#### [YOUR GOAL]
Find all lines below containing the string "iter" and return them.

LISTED RECORDS START

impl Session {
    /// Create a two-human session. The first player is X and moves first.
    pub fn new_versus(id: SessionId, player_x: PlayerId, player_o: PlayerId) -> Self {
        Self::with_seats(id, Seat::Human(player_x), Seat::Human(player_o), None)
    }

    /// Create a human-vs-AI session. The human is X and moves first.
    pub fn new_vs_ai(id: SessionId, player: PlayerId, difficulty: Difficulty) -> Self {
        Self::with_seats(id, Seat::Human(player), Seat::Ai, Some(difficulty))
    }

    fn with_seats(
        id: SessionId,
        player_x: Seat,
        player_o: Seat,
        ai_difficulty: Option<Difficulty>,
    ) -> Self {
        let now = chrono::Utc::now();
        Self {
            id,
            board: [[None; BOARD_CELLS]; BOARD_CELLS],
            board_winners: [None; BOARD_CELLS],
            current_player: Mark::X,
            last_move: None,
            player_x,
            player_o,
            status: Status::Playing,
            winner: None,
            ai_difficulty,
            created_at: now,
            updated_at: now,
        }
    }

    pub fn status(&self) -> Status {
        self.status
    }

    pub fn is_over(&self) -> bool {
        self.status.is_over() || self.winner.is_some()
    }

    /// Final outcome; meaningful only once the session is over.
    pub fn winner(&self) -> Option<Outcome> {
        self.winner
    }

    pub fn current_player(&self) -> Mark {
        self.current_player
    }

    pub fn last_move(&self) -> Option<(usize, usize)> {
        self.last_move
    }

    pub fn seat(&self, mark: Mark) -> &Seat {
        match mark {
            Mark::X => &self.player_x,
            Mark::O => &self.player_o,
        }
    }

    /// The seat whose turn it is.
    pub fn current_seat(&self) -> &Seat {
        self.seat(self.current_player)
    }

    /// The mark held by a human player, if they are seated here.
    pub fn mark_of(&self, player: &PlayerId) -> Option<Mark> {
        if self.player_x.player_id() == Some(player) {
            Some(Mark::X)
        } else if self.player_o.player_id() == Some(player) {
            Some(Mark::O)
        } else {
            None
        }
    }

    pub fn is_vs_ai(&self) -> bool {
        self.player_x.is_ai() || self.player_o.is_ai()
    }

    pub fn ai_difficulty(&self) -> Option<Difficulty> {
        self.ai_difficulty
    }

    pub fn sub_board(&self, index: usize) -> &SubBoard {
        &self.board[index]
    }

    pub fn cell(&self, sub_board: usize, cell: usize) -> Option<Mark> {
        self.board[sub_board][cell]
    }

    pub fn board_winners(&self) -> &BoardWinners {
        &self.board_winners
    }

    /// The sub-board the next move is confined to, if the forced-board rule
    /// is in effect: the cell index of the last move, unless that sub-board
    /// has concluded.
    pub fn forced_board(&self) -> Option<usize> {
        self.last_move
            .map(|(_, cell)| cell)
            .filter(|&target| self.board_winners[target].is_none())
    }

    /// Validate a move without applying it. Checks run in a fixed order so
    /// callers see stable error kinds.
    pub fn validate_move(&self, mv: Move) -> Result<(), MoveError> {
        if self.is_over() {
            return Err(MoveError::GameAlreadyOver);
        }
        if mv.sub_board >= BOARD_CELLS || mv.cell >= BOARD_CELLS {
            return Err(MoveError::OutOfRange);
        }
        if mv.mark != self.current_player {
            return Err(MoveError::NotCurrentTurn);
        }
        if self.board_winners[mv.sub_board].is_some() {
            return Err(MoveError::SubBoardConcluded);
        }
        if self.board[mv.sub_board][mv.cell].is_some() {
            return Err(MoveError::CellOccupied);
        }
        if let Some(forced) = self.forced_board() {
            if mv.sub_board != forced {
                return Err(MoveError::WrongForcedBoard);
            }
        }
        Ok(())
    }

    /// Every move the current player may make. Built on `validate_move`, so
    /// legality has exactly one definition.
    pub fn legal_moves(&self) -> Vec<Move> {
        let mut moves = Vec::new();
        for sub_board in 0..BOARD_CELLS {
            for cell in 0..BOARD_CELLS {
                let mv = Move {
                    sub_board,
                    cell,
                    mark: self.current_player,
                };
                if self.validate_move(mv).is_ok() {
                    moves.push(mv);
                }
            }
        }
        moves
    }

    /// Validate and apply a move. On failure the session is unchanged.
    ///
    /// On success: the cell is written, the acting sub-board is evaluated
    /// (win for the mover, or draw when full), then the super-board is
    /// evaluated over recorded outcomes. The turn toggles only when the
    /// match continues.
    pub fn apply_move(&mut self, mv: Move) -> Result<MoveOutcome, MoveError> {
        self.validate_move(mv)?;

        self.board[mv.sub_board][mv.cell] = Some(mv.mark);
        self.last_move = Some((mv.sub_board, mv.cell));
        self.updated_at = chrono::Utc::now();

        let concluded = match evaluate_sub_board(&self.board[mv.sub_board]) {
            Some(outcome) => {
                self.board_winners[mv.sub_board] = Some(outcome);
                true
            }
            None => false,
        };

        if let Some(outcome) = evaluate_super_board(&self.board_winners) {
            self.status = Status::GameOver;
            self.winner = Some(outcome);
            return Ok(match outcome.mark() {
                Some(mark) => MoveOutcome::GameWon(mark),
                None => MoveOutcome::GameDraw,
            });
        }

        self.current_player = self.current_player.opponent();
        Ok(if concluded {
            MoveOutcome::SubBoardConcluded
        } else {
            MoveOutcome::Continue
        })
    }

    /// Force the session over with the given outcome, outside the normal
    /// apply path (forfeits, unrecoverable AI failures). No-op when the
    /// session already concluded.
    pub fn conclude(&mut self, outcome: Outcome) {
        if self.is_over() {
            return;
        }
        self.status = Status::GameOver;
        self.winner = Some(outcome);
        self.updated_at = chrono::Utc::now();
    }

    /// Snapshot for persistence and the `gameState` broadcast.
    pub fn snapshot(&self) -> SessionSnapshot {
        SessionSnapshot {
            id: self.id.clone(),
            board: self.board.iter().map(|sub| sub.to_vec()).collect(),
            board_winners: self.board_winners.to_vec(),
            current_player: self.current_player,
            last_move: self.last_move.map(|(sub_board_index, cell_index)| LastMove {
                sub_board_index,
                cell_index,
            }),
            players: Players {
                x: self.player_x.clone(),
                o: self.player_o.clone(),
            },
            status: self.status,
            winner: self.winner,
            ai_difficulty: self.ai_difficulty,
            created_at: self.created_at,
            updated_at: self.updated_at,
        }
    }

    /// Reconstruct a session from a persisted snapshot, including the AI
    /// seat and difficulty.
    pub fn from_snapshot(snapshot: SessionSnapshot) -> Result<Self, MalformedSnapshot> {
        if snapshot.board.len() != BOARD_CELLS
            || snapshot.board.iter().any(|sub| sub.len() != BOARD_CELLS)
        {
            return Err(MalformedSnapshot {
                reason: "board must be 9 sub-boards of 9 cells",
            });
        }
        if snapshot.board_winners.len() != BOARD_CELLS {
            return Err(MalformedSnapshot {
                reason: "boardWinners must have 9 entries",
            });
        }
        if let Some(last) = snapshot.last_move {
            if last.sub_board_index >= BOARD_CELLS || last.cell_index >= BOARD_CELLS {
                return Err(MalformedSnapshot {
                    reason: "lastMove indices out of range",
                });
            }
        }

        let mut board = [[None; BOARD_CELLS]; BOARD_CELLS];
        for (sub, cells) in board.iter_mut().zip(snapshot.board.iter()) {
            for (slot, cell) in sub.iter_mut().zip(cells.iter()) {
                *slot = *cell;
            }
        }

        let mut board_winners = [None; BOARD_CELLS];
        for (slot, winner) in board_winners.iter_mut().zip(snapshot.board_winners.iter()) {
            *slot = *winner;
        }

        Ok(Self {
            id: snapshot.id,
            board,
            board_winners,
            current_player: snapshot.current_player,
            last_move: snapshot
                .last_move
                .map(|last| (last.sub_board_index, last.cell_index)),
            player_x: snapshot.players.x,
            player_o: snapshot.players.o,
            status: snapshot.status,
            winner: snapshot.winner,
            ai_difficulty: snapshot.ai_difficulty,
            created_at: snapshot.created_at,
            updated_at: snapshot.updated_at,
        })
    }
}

LISTED RECORDS END

#### [ANSWER FOR THE TASK]
            board: self.board.iter().map(|sub| sub.to_vec()).collect(),
            || snapshot.board.iter().any(|sub| sub.len() != BOARD_CELLS)
        for (sub, cells) in board.iter_mut().zip(snapshot.board.iter()) {
            for (slot, cell) in sub.iter_mut().zip(cells.iter()) {
        for (slot, winner) in board_winners.iter_mut().zip(snapshot.board_winners.iter()) {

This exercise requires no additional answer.